John (PE, Once the ink dries!)

Booyah!!


----------



## [email protected] (Jun 1, 2012)

message me on paying $ for review sessions....It really depends.


----------



## [email protected] (Jun 1, 2012)

To be clear...NOT paying me....paying money to 3rd parties or .edu etc.


----------



## CntrSnr2001 (Jun 2, 2012)

I'd be glad to pass along my advice as well for anyone who would care for it.


----------



## elminses (Jun 4, 2012)

I failed this April's exam, had a few Real life problems pop up in my studying period (moving, parents divorce, new job). Any and all helpful advice for OCT 2012 exam will be most appreciated.



I finished going through the exam in about 2.5hours, and had about 90 mins to check/reference things. My references were poor because of the Illinois' requirements but I'll be taking it in Wisconsin which is much more relaxed on references. Which book or books do you feel had the best references for you for equations, definitions, and general Power information? I brought and used a few random power textbooks from college, not as focused on the exam, NEC 2011, and a handmade printed notebook (rejected at the door).



Thanks ahead of time for your responses.


----------



## [email protected] (Jun 5, 2012)

Hi elminses,

I am sorry you didn't pass your test in Apr 2012. I will try to give you my very best study tips. I initially planned on 400 hours of study time + a review session. I took a PE review session, yet....for me it wasn't worth the money spent...It was just too basic for an undergrad in an ABET accredited program. First study tip, find the books you are going to use...and get familiar with them....like page through them while you're watching TV. NEC, GSO Power System Analysis, EERM, and Wildi machines hold 90% of the information to pass the test. For the first two weeks, get familiar with the layout...and topics. More to come! It is not impossible, just really sucky.


----------



## sid (Aug 9, 2012)

Guys what references to use for the test, and what do i need to use to preapre for the exam....


----------



## Blak (Aug 9, 2012)

I did alot of exam problems to pass the exam. I used the following reference books and sample exams.

Power System Analysis - Grainger

Elec Mach, Drives, &amp; Power Systems - Wildi

NEC2011

Power Reference Manual - PPI

Spinup Sample Exams

NCEES Sample Exams

Casio fx-115ES calculator


----------



## strebe (Sep 22, 2012)

I passed the April 2012 exam in Illinois first try. Sample exams are not allowed during the exam in Illinois.

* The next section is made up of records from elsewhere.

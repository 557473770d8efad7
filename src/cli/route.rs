//! CLI route: single route table and run context.

use crate::center::NotificationCenter;
use crate::cli::parse::{Answer, Commands};
use crate::cli::presentation::{format_timeline_json, format_timeline_text, TimelineEntry};
use crate::config::{ConfigLoader, NoticeboardConfig};
use crate::error::NoticeError;
use crate::events::NotificationEvent;
use crate::scheduler::ManualScheduler;
use crate::types::{NotificationKind, NotificationRequest};
use std::path::PathBuf;
use std::sync::mpsc::Receiver;
use std::sync::Arc;
use std::time::Duration;
use tracing::{debug, info};

/// Everything a simulation observed
#[derive(Debug)]
pub struct SimulationReport {
    pub timeline: Vec<TimelineEntry>,
    /// Result of the confirm dialog, when one was opened
    pub dialog_result: Option<Result<bool, NoticeError>>,
}

/// Runtime context for CLI execution: the loaded configuration.
pub struct RunContext {
    config: NoticeboardConfig,
}

impl RunContext {
    /// Load configuration from the layered sources, plus `config_path` when given.
    pub fn new(config_path: Option<PathBuf>) -> Result<Self, NoticeError> {
        let config = match config_path {
            Some(ref path) => ConfigLoader::load_from_file(path)?,
            None => ConfigLoader::load()?,
        };
        Ok(Self::with_config(config))
    }

    pub fn with_config(config: NoticeboardConfig) -> Self {
        Self { config }
    }

    pub fn config(&self) -> &NoticeboardConfig {
        &self.config
    }

    pub fn execute(&self, command: &Commands) -> Result<String, NoticeError> {
        match command {
            Commands::Simulate {
                toasts,
                confirm,
                answer,
                answer_after_ms,
                format,
            } => {
                let requests = parse_toasts(toasts)?;
                let dialog = confirm
                    .as_deref()
                    .map(|message| (message, *answer, Duration::from_millis(*answer_after_ms)));
                let report = self.simulate(requests, dialog);
                render_report(&report, format)
            }
            Commands::Config => self.config.to_toml(),
        }
    }

    /// Enqueue `requests` at time zero, optionally open a confirm dialog answered at a
    /// given virtual time, then run the clock until nothing is left to fire.
    pub fn simulate(
        &self,
        requests: Vec<NotificationRequest>,
        dialog: Option<(&str, Answer, Duration)>,
    ) -> SimulationReport {
        let scheduler = ManualScheduler::new();
        let center = NotificationCenter::from_config(Arc::new(scheduler.clone()), &self.config);
        let events = center.subscribe();
        let mut timeline = Vec::new();

        info!(requests = requests.len(), dialog = dialog.is_some(), "Starting simulation");
        for request in requests {
            // Toast results are not needed; every record settles regardless
            let _ = center.enqueue(request);
        }

        let mut pending_dialog = dialog.map(|(message, answer, at)| {
            let deferred = center.notifier().confirm(message, None);
            (deferred, answer, at)
        });
        drain(&events, scheduler.now(), &mut timeline);

        let mut answer_due = pending_dialog.as_ref().map(|(_, _, at)| *at);
        loop {
            let next = match (scheduler.next_deadline(), answer_due) {
                (Some(deadline), Some(at)) => deadline.min(at),
                (Some(deadline), None) => deadline,
                (None, Some(at)) => at,
                (None, None) => break,
            };
            scheduler.advance(next.saturating_sub(scheduler.now()));

            if answer_due.is_some_and(|at| at <= scheduler.now()) {
                answer_due = None;
                if let Some((deferred, answer, _)) = pending_dialog.as_ref() {
                    let id = deferred.id();
                    let applied = match answer {
                        Answer::Confirm => center.confirm(id),
                        Answer::Cancel => center.cancel(id),
                        Answer::Close => center.close(id),
                    };
                    debug!(id = %id, answer = ?answer, applied = applied, "Simulated answer");
                }
            }
            drain(&events, scheduler.now(), &mut timeline);
        }

        let dialog_result = pending_dialog.map(|(mut deferred, _, _)| {
            deferred
                .try_take()
                .unwrap_or(Err(NoticeError::Abandoned { id: deferred.id() }))
        });

        SimulationReport {
            timeline,
            dialog_result,
        }
    }
}

fn drain(events: &Receiver<NotificationEvent>, now: Duration, timeline: &mut Vec<TimelineEntry>) {
    let at_ms = now.as_millis() as u64;
    timeline.extend(events.try_iter().map(|event| TimelineEntry::new(at_ms, event)));
}

/// Parse `KIND:TITLE` toasts; an empty list yields one toast of each kind
pub fn parse_toasts(toasts: &[String]) -> Result<Vec<NotificationRequest>, NoticeError> {
    if toasts.is_empty() {
        return Ok(vec![
            NotificationRequest::success("Saved"),
            NotificationRequest::error("Upload failed"),
            NotificationRequest::warning("Disk almost full"),
            NotificationRequest::info("New version available"),
        ]);
    }

    toasts
        .iter()
        .map(|toast| {
            let (kind, title) = toast.split_once(':').ok_or_else(|| {
                NoticeError::InvalidInput(format!("Toast must be KIND:TITLE, got '{}'", toast))
            })?;
            let kind: NotificationKind = kind.trim().parse().map_err(NoticeError::InvalidInput)?;
            Ok(NotificationRequest::new(kind, title.trim()))
        })
        .collect()
}

fn render_report(report: &SimulationReport, format: &str) -> Result<String, NoticeError> {
    let mut output = match format {
        "json" => format_timeline_json(&report.timeline)
            .map_err(|e| NoticeError::InvalidInput(format!("Failed to encode timeline: {}", e)))?,
        "text" => format_timeline_text(&report.timeline),
        other => {
            return Err(NoticeError::InvalidInput(format!(
                "Unknown format '{}' (expected text or json)",
                other
            )))
        }
    };

    if let Some(result) = &report.dialog_result {
        let line = match result {
            Ok(choice) => format!("dialog answered: {}", choice),
            Err(e) => format!("dialog rejected: {}", e),
        };
        if format == "json" {
            output.push('\n');
            output.push_str(&serde_json::json!({ "dialog": line }).to_string());
        } else {
            output.push('\n');
            output.push_str(&line);
        }
    }
    Ok(output)
}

I used a TI36X pro that was intuitive and powerful.

I used the NEC 2011

Wildi's book

Grainger's book

Eaton's consulting application guide (free from the website) helped me understand and answer a couple

Get some lighting references.

My philosophy was to study my references by working through every all the sample exam problems. I used NCEES practice exam and the Spinup exams. The NEC drill book was good even when I found mistakes, helped me see the differences between the 2011 NEC and older version (but I hated it at the time). I spent my first couple weeks in February just going through that Spinup drill book on the NEC. After that any time a came across a problem I couldn't do or got wrong I didn't move on until I learned it and knew what reference I would need if the test question was different or more in depth.


----------



## strebe (Sep 22, 2012)

Just to clarify since I can't edit (boo!):

I had many references other than what I listed. There are a lot of posts about this though...


----------